EasyJet has said it believes summer airport chaos is a “one-off” and it expects “all parties to build greater resilience” in time for the peak 2023 holiday periods.
The low-cost carrier also reported a £133 million hit to trading from disruption during the three months to June.
Many thousands of people across the UK have seen their long-awaited holidays start or end – and sometimes both – in tears amid a wave of flight cancellations.
Airlines and airports have struggled to cope with labour shortages and strong demand for travel following the easing of Covid restrictions.
One airline, Flybe, even ran out of aircraft and was unable to deliver its planned summer schedule.
Holiday giant Tui has been at the sharp end of stinging criticism from unhappy passengers, including people flying to and from Aberdeen, after they were stranded.
Tui was forced to shell out for 120 taxis after Aberdeen-bound passengers got stuck in Newcastle.
And an 81-year-old north-east man suffered a “complete fiasco” of a journey from Cyprus to Glasgow, with multiple delays. It took him more than 40 hours to get home.
And just yesterday The Press & Journal reported how an Aberdeen family’s £12,500 “dream holiday” was shattered after spending 17-and-a-half-hours waiting for a flight home.
In it’s trading update earlier today, Luton-based easyJet said more than 70% of its passengers affected by travel disruption during recent months were transferred to an alternative flight within 24 hours. It also highlighted “proactive action” to cut capacity.
The hit from the travel chaos left easyJet nursing headline losses of £114m for the third quarter of its trading year, but the airline’s holiday arm – easyJet holidays – generated profits of £16m.
Passenger numbers increased to 22 million from just three million a year earlier, when travel was severely curtailed by Covid-19.
95% of schedule delivered
EasyJet chief executive Johan Lundgren said: “Delivering for customers this summer remains our highest priority. During the quarter we carried seven times more customers than the same time last year and operated 95% of our schedule. We have taken action to build the additional resilience needed this summer and the operation has now normalised.

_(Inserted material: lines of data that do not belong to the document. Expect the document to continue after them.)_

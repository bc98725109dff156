//! Container typing strategies.
//!
//! Instances may come from hosts where a mapping with the keys `0..n-1` cannot be told apart
//! from a sequence. The strategy decides how such containers are viewed and gives uniform
//! property access for both shapes. It is picked once per validation run from the
//! [`CheckMode`].
use crate::mode::CheckMode;
use serde_json::{Map, Value};
use std::borrow::Cow;

pub(crate) type Entries<'v> = Vec<(Cow<'v, str>, &'v Value)>;

pub(crate) trait TypeCheck: Send + Sync {
    fn is_object(&self, value: &Value) -> bool;
    fn is_array(&self, value: &Value) -> bool;
    fn property_get<'v>(&self, value: &'v Value, name: &str) -> Option<&'v Value>;
    fn property_count(&self, value: &Value) -> usize;
    /// Sequence view of an array-like container.
    fn elements<'v>(&self, value: &'v Value) -> Vec<&'v Value>;
    /// Key/value view of an object-like container.
    fn entries<'v>(&self, value: &'v Value) -> Entries<'v>;

    fn property_exists(&self, value: &Value, name: &str) -> bool {
        self.property_get(value, name).is_some()
    }

    fn property_set(&self, value: &mut Value, name: &str, new: Value) {
        match value {
            Value::Object(map) => {
                map.insert(name.to_string(), new);
            }
            Value::Array(items) => {
                if let Ok(idx) = name.parse::<usize>() {
                    if idx < items.len() {
                        items[idx] = new;
                    } else if idx == items.len() {
                        items.push(new);
                    }
                }
            }
            _ => {}
        }
    }
}

/// Native distinction: only JSON arrays are arrays and only JSON objects are objects.
#[derive(Debug)]
pub(crate) struct StrictTypeCheck;

impl TypeCheck for StrictTypeCheck {
    fn is_object(&self, value: &Value) -> bool {
        value.is_object()
    }

    fn is_array(&self, value: &Value) -> bool {
        value.is_array()
    }

    fn property_get<'v>(&self, value: &'v Value, name: &str) -> Option<&'v Value> {
        value.as_object().and_then(|map| map.get(name))
    }

    fn property_count(&self, value: &Value) -> usize {
        match value {
            Value::Object(map) => map.len(),
            Value::Array(items) => items.len(),
            _ => 0,
        }
    }

    fn elements<'v>(&self, value: &'v Value) -> Vec<&'v Value> {
        match value {
            Value::Array(items) => items.iter().collect(),
            _ => Vec::new(),
        }
    }

    fn entries<'v>(&self, value: &'v Value) -> Entries<'v> {
        match value {
            Value::Object(map) => map
                .iter()
                .map(|(key, value)| (Cow::Borrowed(key.as_str()), value))
                .collect(),
            _ => Vec::new(),
        }
    }
}

/// Shape-based distinction: a container with keys `0..n-1` is array-like, empty containers
/// are both array-like and object-like.
#[derive(Debug)]
pub(crate) struct LooseTypeCheck {
    array_as_object: bool,
}

/// Keys are exactly `"0"` through `"n-1"`. Map keys are unique, so every key being a
/// canonical index below `n` covers the whole range.
fn is_sequential(map: &Map<String, Value>) -> bool {
    let len = map.len();
    let mut buffer = itoa::Buffer::new();
    map.keys().all(|key| match key.parse::<usize>() {
        Ok(idx) => idx < len && key == buffer.format(idx),
        Err(_) => false,
    })
}

impl TypeCheck for LooseTypeCheck {
    fn is_object(&self, value: &Value) -> bool {
        match value {
            Value::Object(map) => map.is_empty() || !is_sequential(map),
            Value::Array(items) => self.array_as_object || items.is_empty(),
            _ => false,
        }
    }

    fn is_array(&self, value: &Value) -> bool {
        match value {
            Value::Array(_) => true,
            Value::Object(map) => is_sequential(map),
            _ => false,
        }
    }

    fn property_get<'v>(&self, value: &'v Value, name: &str) -> Option<&'v Value> {
        match value {
            Value::Object(map) => map.get(name),
            Value::Array(items) => name.parse::<usize>().ok().and_then(|idx| items.get(idx)),
            _ => None,
        }
    }

    fn property_count(&self, value: &Value) -> usize {
        StrictTypeCheck.property_count(value)
    }

    fn elements<'v>(&self, value: &'v Value) -> Vec<&'v Value> {
        match value {
            Value::Array(items) => items.iter().collect(),
            Value::Object(map) if is_sequential(map) => {
                let mut buffer = itoa::Buffer::new();
                (0..map.len())
                    .filter_map(|idx| map.get(buffer.format(idx)))
                    .collect()
            }
            _ => Vec::new(),
        }
    }

    fn entries<'v>(&self, value: &'v Value) -> Entries<'v> {
        match value {
            Value::Object(_) => StrictTypeCheck.entries(value),
            Value::Array(items) => items
                .iter()
                .enumerate()
                .map(|(idx, value)| (Cow::Owned(idx.to_string()), value))
                .collect(),
            _ => Vec::new(),
        }
    }
}

static STRICT: StrictTypeCheck = StrictTypeCheck;
static LOOSE: LooseTypeCheck = LooseTypeCheck {
    array_as_object: false,
};
static LOOSE_ARRAY_AS_OBJECT: LooseTypeCheck = LooseTypeCheck {
    array_as_object: true,
};

/// Pick the typing strategy for a validation run.
pub(crate) fn for_mode(mode: CheckMode) -> &'static dyn TypeCheck {
    if !mode.is_loose() {
        &STRICT
    } else if mode.contains(CheckMode::ARRAY_AS_OBJECT) {
        &LOOSE_ARRAY_AS_OBJECT
    } else {
        &LOOSE
    }
}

“Despite the loss this quarter due to the short-term disruption issues, the return to flying at scale has demonstrated the strategic initiatives launched during the pandemic are delivering now and with more to come.
“EasyJet expects capacity to be circa 90% of Q4 2019 across our network of major European airports, with load factors targeted above 90%.”
EasyJet’s route network includes flights from Aberdeen to London Gatwick, Luton, Manchester and Geneva, while its services from Inverness link the Highland capital with Gatwick, Luton, Manchester and Bristol.